The Little Princess: Marjane Satrapi’s Marjane
     
    Little Marjane, the child heroine of the graphic novel
Persepolis
(2003), is doubtless based on the real life of the author, Marjane Satrapi, herself distantly related to an earlier shah of Persia (1848–1896). This matters a great deal, for Marjane’s perspective is indeed that of a privileged child, even if she and her family are targeted by the regime. She is privileged but also perky, feisty, and irresistibly winning as she offers her little testimony of the events in Tehran from 1979 to 1982: events of enormous political moment, as the (current) shah loses his grip on power and is replaced by the Ayatollah Khomeini, who installs a no less repressive order of militant Islam and militant communism. But it is also a time of enormous personal change, as Marjane moves from childhood into adolescence, identifying ever more closely with the seductive Western culture that is demonized by the (new) forces that be. This is a potent artistic mix, and the force of this memoir stems unmistakably from an innocent child’s evolving angle of vision.
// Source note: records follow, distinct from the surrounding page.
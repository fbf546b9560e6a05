//! Core domain model types for forgeflow.
//!
//! This module contains the fundamental types used throughout the engine:
//! - Stage kinds, statuses and the controller state machine
//! - Project requests and their options
//! - Versioned artifacts and test reports
//! - Stage results and the run outcome

mod artifact;
mod outcome;
mod report;
mod request;
mod result;
mod status;

pub use artifact::{
    is_safe_relative_path, render_files, Artifact, ArtifactKind, ArtifactRef, FileSet, Payload,
};
pub use outcome::{FinalArtifacts, RunOutcome, RunStatus};
pub use report::{TestReport, TestVerdict};
pub use request::{ProjectRequest, RequestOptions};
pub use result::{StageResult, ToolCallRecord};
pub use status::{ControllerState, StageKind, StageStatus};
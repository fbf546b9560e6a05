//! Tool definitions, the tool trait and call results.

use crate::errors::ToolError;
use async_trait::async_trait;
use serde::{Deserialize, Serialize};
use serde_json::Value;

/// Describes a tool to the completion service.
#[derive(Debug, Clone, PartialEq, Serialize, Deserialize)]
pub struct ToolDefinition {
    /// The tool name agents call it by.
    pub name: String,
    /// What the tool does.
    pub description: String,
    /// JSON Schema of the arguments object.
    pub parameters: Value,
}

impl ToolDefinition {
    /// Creates a definition with an empty object schema.
    #[must_use]
    pub fn new(name: impl Into<String>) -> Self {
        Self {
            name: name.into(),
            description: String::new(),
            parameters: serde_json::json!({"type": "object", "properties": {}}),
        }
    }

    /// Sets the description.
    #[must_use]
    pub fn with_description(mut self, desc: impl Into<String>) -> Self {
        self.description = desc.into();
        self
    }

    /// Sets the argument schema.
    #[must_use]
    pub fn with_parameters(mut self, schema: Value) -> Self {
        self.parameters = schema;
        self
    }

    /// Names of the required arguments declared by the schema.
    #[must_use]
    pub fn required_arguments(&self) -> Vec<&str> {
        self.parameters
            .get("required")
            .and_then(Value::as_array)
            .map(|names| names.iter().filter_map(Value::as_str).collect())
            .unwrap_or_default()
    }

    /// Checks that `args` is an object carrying every required argument.
    pub fn check_arguments(&self, args: &Value) -> Result<(), ToolError> {
        let Some(object) = args.as_object() else {
            return Err(ToolError::invalid_arguments(
                &self.name,
                "arguments must be a JSON object",
            ));
        };
        if let Some(missing) = self
            .required_arguments()
            .into_iter()
            .find(|name| !object.contains_key(*name))
        {
            return Err(ToolError::invalid_arguments(
                &self.name,
                format!("missing required argument '{missing}'"),
            ));
        }
        Ok(())
    }

    /// OpenAI-style function declaration.
    #[must_use]
    pub fn to_function_spec(&self) -> Value {
        serde_json::json!({
            "type": "function",
            "function": {
                "name": self.name,
                "description": self.description,
                "parameters": self.parameters,
            }
        })
    }
}

/// An external capability reachable through the tool gateway.
///
/// Implementations must not rely on the gateway for idempotence.
#[async_trait]
pub trait Tool: Send + Sync {
    /// The tool definition. Its name is the registry key.
    fn definition(&self) -> ToolDefinition;

    /// Runs the tool.
    async fn call(&self, args: Value) -> Result<Value, ToolError>;
}

/// A bounded tool response.
#[derive(Debug, Clone, PartialEq, Eq, Serialize, Deserialize)]
pub struct ToolResult {
    /// The tool that answered.
    pub tool: String,
    /// Response text, at most the gateway's size limit.
    pub content: String,
    /// True if the response was cut to the size limit.
    pub truncated: bool,
    /// Wall time of the call.
    pub duration_ms: u64,
}
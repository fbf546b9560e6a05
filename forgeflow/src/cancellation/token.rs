//! Cancellation signal shared by a run session and everything it drives.

use parking_lot::RwLock;
use std::sync::atomic::{AtomicBool, Ordering};
use tokio::sync::Notify;
use tracing::warn;

/// A callback invoked once when the run is cancelled.
pub type CancelCallback = Box<dyn Fn() + Send + Sync>;

/// A token for cooperative cancellation.
///
/// Checked by the orchestrator between stage transitions and by agents at
/// every retry boundary. In-flight calls are never interrupted.
/// Only the first cancellation reason is kept.
#[derive(Default)]
pub struct CancellationToken {
    cancelled: AtomicBool,
    reason: RwLock<Option<String>>,
    callbacks: RwLock<Vec<CancelCallback>>,
    notify: Notify,
}

impl CancellationToken {
    /// Creates a new cancellation token.
    #[must_use]
    pub fn new() -> Self {
        Self::default()
    }

    /// Requests cancellation with a reason.
    ///
    /// Callbacks run immediately; a panicking callback is logged and skipped.
    /// The reason is visible before [`is_cancelled`](Self::is_cancelled)
    /// turns true.
    pub fn cancel(&self, reason: impl Into<String>) {
        let callbacks = {
            let mut callbacks = self.callbacks.write();
            let mut slot = self.reason.write();
            if self.cancelled.load(Ordering::SeqCst) {
                return;
            }
            *slot = Some(reason.into());
            self.cancelled.store(true, Ordering::SeqCst);
            std::mem::take(&mut *callbacks)
        };

        for callback in &callbacks {
            run_callback(callback.as_ref());
        }
        self.notify.notify_waiters();
    }

    /// Registers a callback to be invoked on cancellation.
    ///
    /// If already cancelled, the callback is invoked immediately. Every
    /// registered callback runs exactly once, whichever side wins a race
    /// with [`cancel`](Self::cancel).
    pub fn on_cancel<F>(&self, callback: F)
    where
        F: Fn() + Send + Sync + 'static,
    {
        {
            let mut callbacks = self.callbacks.write();
            if !self.is_cancelled() {
                callbacks.push(Box::new(callback));
                return;
            }
        }
        run_callback(&callback);
    }

    /// Returns whether cancellation has been requested.
    #[must_use]
    pub fn is_cancelled(&self) -> bool {
        self.cancelled.load(Ordering::SeqCst)
    }

    /// Returns the cancellation reason, if any.
    #[must_use]
    pub fn reason(&self) -> Option<String> {
        self.reason.read().clone()
    }

    /// Resolves once cancellation is requested.
    pub async fn cancelled(&self) {
        loop {
            let notified = self.notify.notified();
            if self.is_cancelled() {
                return;
            }
            notified.await;
        }
    }
}

fn run_callback(callback: &(dyn Fn() + Send + Sync)) {
    if let Err(e) = std::panic::catch_unwind(std::panic::AssertUnwindSafe(callback)) {
        warn!("Cancellation callback panicked: {:?}", e);
    }
}

impl std::fmt::Debug for CancellationToken {
    fn fmt(&self, f: &mut std::fmt::Formatter<'_>) -> std::fmt::Result {
        f.debug_struct("CancellationToken")
            .field("cancelled", &self.is_cancelled())
            .field("reason", &self.reason())
            .finish()
    }
}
    Blessed with the temporal reach of all narrative,
Persepolis
is not confined to its three-year central drama but contains a number of haunting episodes from the more distant past, as Marjane learns about her family origins, especially about the princely identity of her dead grandfather (as the text has it). This sequence illustrates to perfection how Satrapi makes use of her graphic language and child perspective. At first the child is simply thrilled to learn that her grandfather was royal, and we see an image of a gentleman with a crown astride an elephant, in charge of his domains. Then we see the shah confiscating all his possessions, only to ask him, in a later frame, to serve as prime minister. At this point Mother—the blood daughter of the prince—takes over the storytelling and evokes, in a few harrowing frames, the punishments meted out to her father because of his Marxist leanings: frequent arrests, frequent prison sentences, torture via water cell, rheumatism, ruined health. But because this is a graphic text, we now see the mother as child, as uncomprehending as Marjane herself is, visiting her father, leaping and riding on his (damaged) back. Most striking here are the images of the innocent Marjane’s open-eyed bewilderment, the blankness of her face as she receives this political and familial education. She had earlier asked to play Monopoly but is now so dazed that she wants only to take a bath, “a really long bath.” The penultimate frame shows her, still vacant-eyed, lying in the tub while conversing with God, who has been a frequent nightly visitor of hers; He sits next to the tub and seems manifestly unequal to the task. The last frame of this episode displays the naked little girl, having exited the tub, standing in a small puddle of water, examining her hands intently. The caption reads, “My hands were wrinkled when I came out, like Grandpa’s.”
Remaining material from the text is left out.